What to produce = From the entries, return every line where the string "trait" shows up.

Data extracted from a collection =
-.-.-
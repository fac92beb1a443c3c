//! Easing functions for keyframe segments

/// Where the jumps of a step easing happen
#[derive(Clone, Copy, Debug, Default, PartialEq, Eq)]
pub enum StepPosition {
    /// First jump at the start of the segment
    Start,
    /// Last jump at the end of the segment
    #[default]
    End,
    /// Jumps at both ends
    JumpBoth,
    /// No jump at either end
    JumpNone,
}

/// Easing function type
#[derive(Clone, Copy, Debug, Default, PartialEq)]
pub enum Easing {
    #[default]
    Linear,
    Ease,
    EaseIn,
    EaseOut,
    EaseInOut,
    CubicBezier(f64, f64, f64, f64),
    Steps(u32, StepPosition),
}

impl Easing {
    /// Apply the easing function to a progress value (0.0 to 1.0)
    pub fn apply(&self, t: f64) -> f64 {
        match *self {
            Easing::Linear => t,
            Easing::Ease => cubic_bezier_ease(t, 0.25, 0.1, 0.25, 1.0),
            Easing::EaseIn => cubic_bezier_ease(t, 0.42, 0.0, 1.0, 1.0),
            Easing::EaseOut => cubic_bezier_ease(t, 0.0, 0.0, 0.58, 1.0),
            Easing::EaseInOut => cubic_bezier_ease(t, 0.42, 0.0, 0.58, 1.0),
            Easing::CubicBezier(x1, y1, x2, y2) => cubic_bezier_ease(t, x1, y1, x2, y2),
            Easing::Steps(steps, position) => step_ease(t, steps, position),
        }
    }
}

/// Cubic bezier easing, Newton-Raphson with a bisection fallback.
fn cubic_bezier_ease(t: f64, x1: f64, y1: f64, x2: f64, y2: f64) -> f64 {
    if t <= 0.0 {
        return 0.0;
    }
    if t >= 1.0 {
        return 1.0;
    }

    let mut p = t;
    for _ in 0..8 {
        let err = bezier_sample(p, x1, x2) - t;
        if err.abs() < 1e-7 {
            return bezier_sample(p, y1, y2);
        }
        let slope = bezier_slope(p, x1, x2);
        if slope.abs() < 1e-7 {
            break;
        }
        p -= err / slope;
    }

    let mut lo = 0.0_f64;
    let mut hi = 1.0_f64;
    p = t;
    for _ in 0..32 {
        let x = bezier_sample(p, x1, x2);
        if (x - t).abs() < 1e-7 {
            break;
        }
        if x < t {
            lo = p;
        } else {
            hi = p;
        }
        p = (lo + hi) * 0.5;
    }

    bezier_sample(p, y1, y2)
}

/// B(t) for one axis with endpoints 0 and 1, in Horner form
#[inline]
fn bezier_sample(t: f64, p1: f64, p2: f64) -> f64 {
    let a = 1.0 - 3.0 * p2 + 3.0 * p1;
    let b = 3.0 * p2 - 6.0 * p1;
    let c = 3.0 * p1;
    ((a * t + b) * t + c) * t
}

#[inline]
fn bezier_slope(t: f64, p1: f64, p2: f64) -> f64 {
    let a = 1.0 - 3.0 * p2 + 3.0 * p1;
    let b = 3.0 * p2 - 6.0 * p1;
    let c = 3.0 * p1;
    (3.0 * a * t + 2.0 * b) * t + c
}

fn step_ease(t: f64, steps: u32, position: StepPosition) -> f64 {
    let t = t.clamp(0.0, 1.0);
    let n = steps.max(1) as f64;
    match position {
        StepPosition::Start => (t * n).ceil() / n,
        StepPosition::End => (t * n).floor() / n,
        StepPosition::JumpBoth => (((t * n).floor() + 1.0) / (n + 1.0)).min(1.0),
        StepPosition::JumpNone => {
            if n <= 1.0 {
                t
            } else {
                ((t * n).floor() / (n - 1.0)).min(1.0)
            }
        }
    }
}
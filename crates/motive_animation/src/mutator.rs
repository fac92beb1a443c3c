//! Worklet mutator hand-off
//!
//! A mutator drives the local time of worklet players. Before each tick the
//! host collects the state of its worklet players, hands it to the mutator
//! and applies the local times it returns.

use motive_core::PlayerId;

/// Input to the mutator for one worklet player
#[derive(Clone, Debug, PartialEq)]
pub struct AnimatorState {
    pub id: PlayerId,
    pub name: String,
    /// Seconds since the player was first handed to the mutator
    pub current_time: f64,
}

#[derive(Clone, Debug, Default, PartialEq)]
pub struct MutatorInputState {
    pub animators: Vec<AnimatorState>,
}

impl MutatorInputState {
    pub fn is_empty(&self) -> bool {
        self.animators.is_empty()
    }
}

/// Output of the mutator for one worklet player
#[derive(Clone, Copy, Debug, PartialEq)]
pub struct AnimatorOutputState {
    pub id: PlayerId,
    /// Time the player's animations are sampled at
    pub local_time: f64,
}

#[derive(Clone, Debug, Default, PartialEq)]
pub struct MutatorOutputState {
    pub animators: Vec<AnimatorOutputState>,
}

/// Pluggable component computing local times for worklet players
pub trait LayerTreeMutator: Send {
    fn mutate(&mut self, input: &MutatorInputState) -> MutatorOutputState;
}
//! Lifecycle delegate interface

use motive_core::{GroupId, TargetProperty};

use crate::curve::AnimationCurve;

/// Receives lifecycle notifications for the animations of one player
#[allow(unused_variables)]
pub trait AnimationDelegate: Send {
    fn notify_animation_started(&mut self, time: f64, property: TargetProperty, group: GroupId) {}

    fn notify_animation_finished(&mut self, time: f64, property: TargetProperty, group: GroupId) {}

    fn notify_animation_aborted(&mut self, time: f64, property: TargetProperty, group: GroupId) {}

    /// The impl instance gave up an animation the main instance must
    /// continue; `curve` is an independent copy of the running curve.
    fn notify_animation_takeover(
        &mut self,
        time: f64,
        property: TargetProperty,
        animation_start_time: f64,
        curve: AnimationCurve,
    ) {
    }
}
-.-.-
Expected answer =
pub trait LayerTreeMutator: Send {
pub trait AnimationDelegate: Send {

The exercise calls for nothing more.